This is the best thing on television, and I mean television overall, not just kid’s television.  You’ve got a DJ in an orange jumpsuit and a psychedelic fake-fur version of the hats worn by the guards at Buckingham palace.  And he carries around a magic boom box in which he keeps the de-animated bodies of four mutants and a robot, who come alive in their own private universe.  While teaching valuable lessons such as “don’t bite your friends” they meet guests like Questlove, Jack Black, Andy Samberg, Rachel Dratsch, and (I repeat because I cannot emphasize this enough) Questlove.  When Timothy Leary instructed us to “tune in, turn on, drop out” I’m pretty sure this is what he wanted us to turn on.  [The video clip at the top of this post comes from Yo Gabba Gabba.]

The Evil: The Fresh Beat Band



Okay, first of all, I object to the fact that everybody is reasonable and cool except the white male, who is an impractical doofus.  I know we white guys are the dominant group and everything, and that that’s not right, but can we lay off kicking the whole demographic around at the outset of one’s television viewing life?  Also, the show, which purports to be about music, serves up a steaming soup bowl of suck chowder, musically speaking.  It’s the worst sort of sub-bubblegum pop, and could lead your child to commit such future atrocities as downloading Katy Perry songs.  It’s a huge underestimation of the musical sophistication of the under-four set.  I mean, Yo Gabba Gabba has had The Roots on, and the equally splendid puppet show Jack’s Big Music Show (omitted from the present study due to lack of research funds) has had whistling freak-folker Andrew Bird, Afropop genius Angélique Kidjo, and Chicago Blues immortal Buddy Guy.  In a just world, the producers of The Fresh Beat Band would be forced to wander from city to city clad in burlap sacks and covered in birdshit, whacking themselves on the head with boards as a sign of penance for what they’ve done to the musical taste of America’s once-proud future.  [Rasko’s marginal sketch here, depicts the members of the Fresh Beat Band with their musical instruments being put to the most unsavory and unmentionable purposes.  Sometimes I worry about a guy who could even dream this stuff up.]
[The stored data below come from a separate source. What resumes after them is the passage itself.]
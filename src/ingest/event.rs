use std::sync::Arc;

use tokio::sync::mpsc;
use tokio_util::sync::CancellationToken;
use tracing::{debug, info};

use crate::ingest::batch::SampleBatch;
use crate::ingest::filter::EntityFilter;
use crate::state::AggregationState;
use crate::tracer::event::Sample;
use crate::tracer::stats::IngestStats;

/// Maximum samples pulled off the queue per wake-up. Each burst ends with a
/// flush, so one lock acquisition covers at most this many samples unless
/// the batch flushes earlier on its own.
const MAX_BURST: usize = 256;

/// Where the event loop is in its lifecycle.
#[derive(Debug, Clone, Copy, PartialEq, Eq)]
pub enum DriverState {
    /// Waiting on the queue.
    Idle,
    /// Termination observed; emptying what is already queued.
    Draining,
}

/// Consumer side of the event queue fed by a tracer.
pub struct EventDriver {
    rx: mpsc::Receiver<Sample>,
    state: Arc<AggregationState>,
    filter: EntityFilter,
    batch: SampleBatch,
    stats: Arc<IngestStats>,
    driver_state: DriverState,
}

impl EventDriver {
    pub fn new(
        rx: mpsc::Receiver<Sample>,
        state: Arc<AggregationState>,
        filter: EntityFilter,
        batch: SampleBatch,
        stats: Arc<IngestStats>,
    ) -> Self {
        Self {
            rx,
            state,
            filter,
            batch,
            stats,
            driver_state: DriverState::Idle,
        }
    }

    /// Runs until cancelled or until every sender is gone.
    ///
    /// Samples already in the queue when cancellation is observed are still
    /// aggregated, followed by one final flush.
    pub async fn run(mut self, cancel: CancellationToken) {
        loop {
            tokio::select! {
                biased;

                _ = cancel.cancelled() => {
                    self.drain();
                    return;
                }

                maybe = self.rx.recv() => {
                    let Some(sample) = maybe else {
                        self.batch.flush(&self.state);
                        debug!("event queue closed");
                        return;
                    };

                    self.accept(sample);

                    // Drain up to MAX_BURST-1 more samples without blocking.
                    for _ in 0..MAX_BURST - 1 {
                        match self.rx.try_recv() {
                            Ok(sample) => self.accept(sample),
                            Err(_) => break,
                        }
                    }

                    if !self.batch.in_warmup() {
                        self.batch.flush(&self.state);
                    }
                }
            }
        }
    }

    fn drain(&mut self) {
        self.driver_state = DriverState::Draining;
        self.rx.close();

        let mut drained = 0u64;
        while let Ok(sample) = self.rx.try_recv() {
            self.accept(sample);
            drained += 1;
        }
        self.batch.flush(&self.state);

        info!(
            state = ?self.driver_state,
            drained,
            flushes = self.batch.flushes(),
            "event driver stopped"
        );
    }

    #[inline]
    fn accept(&mut self, sample: Sample) {
        if !self.filter.allows(sample.entity) {
            self.stats.record_filtered();
            return;
        }
        self.batch.push(sample, &self.state);
    }
}

#[cfg(test)]
mod tests {
    use super::*;
    use crate::estimator::Strategy;
    use crate::tracer::event::EntityKey;

    fn setup(
        capacity: usize,
        filter: EntityFilter,
    ) -> (
        mpsc::Sender<Sample>,
        EventDriver,
        Arc<AggregationState>,
        Arc<IngestStats>,
    ) {
        let (tx, rx) = mpsc::channel(capacity);
        let state = Arc::new(AggregationState::new(
            Strategy::histogram(255).expect("valid"),
        ));
        let stats = Arc::new(IngestStats::new());
        let driver = EventDriver::new(
            rx,
            Arc::clone(&state),
            filter,
            SampleBatch::new(1000, 0),
            Arc::clone(&stats),
        );
        (tx, driver, state, stats)
    }

    #[tokio::test]
    async fn test_closed_queue_flushes_and_exits() {
        let (tx, driver, state, _) = setup(16, EntityFilter::allow_all());
        for v in [1, 2, 3] {
            tx.send(Sample::new(EntityKey::Syscall(0), v))
                .await
                .expect("send");
        }
        drop(tx);

        driver.run(CancellationToken::new()).await;
        assert_eq!(state.total_count(), 3);
    }

    #[tokio::test]
    async fn test_cancel_drains_queued_samples() {
        let (tx, driver, state, _) = setup(64, EntityFilter::allow_all());
        for v in 0..50 {
            tx.send(Sample::new(EntityKey::Syscall(1), v))
                .await
                .expect("send");
        }

        let cancel = CancellationToken::new();
        cancel.cancel();
        driver.run(cancel).await;

        assert_eq!(state.total_count(), 50);
        // The receiver is closed once draining starts.
        assert!(tx.send(Sample::new(EntityKey::Syscall(1), 1)).await.is_err());
    }

    #[tokio::test]
    async fn test_filter_counts_discards() {
        let keep = EntityKey::Syscall(0);
        let (tx, driver, state, stats) = setup(16, EntityFilter::allow_list([keep]));
        tx.send(Sample::new(keep, 5)).await.expect("send");
        tx.send(Sample::new(EntityKey::Syscall(9), 5))
            .await
            .expect("send");
        drop(tx);

        driver.run(CancellationToken::new()).await;

        let snap = state.snapshot();
        assert_eq!(snap.entities.len(), 1);
        assert_eq!(snap.total_count(), 1);
        assert_eq!(stats.totals().filtered, 1);
    }

    #[tokio::test]
    async fn test_runs_until_cancelled() {
        let (tx, driver, state, _) = setup(16, EntityFilter::allow_all());
        let cancel = CancellationToken::new();
        let handle = tokio::spawn(driver.run(cancel.clone()));

        tx.send(Sample::new(EntityKey::Syscall(2), 7))
            .await
            .expect("send");
        tokio::task::yield_now().await;

        cancel.cancel();
        handle.await.expect("driver task");
        assert_eq!(state.total_count(), 1);
    }
}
I’d love to summarize Rasko’s scene-by-scene statistical analysis of the various shows, but he’s scribbled angry obscenities over most of the charts, and it’s almost time for Dora,  so — vamanos!

4 comments:

  1. How about The Raccoons for a good Canadian anthropomorphizing show? I guess it moralises too, but I always loved it! At least I loved it when Cyril Sneer was really evil, before he turned into a softie.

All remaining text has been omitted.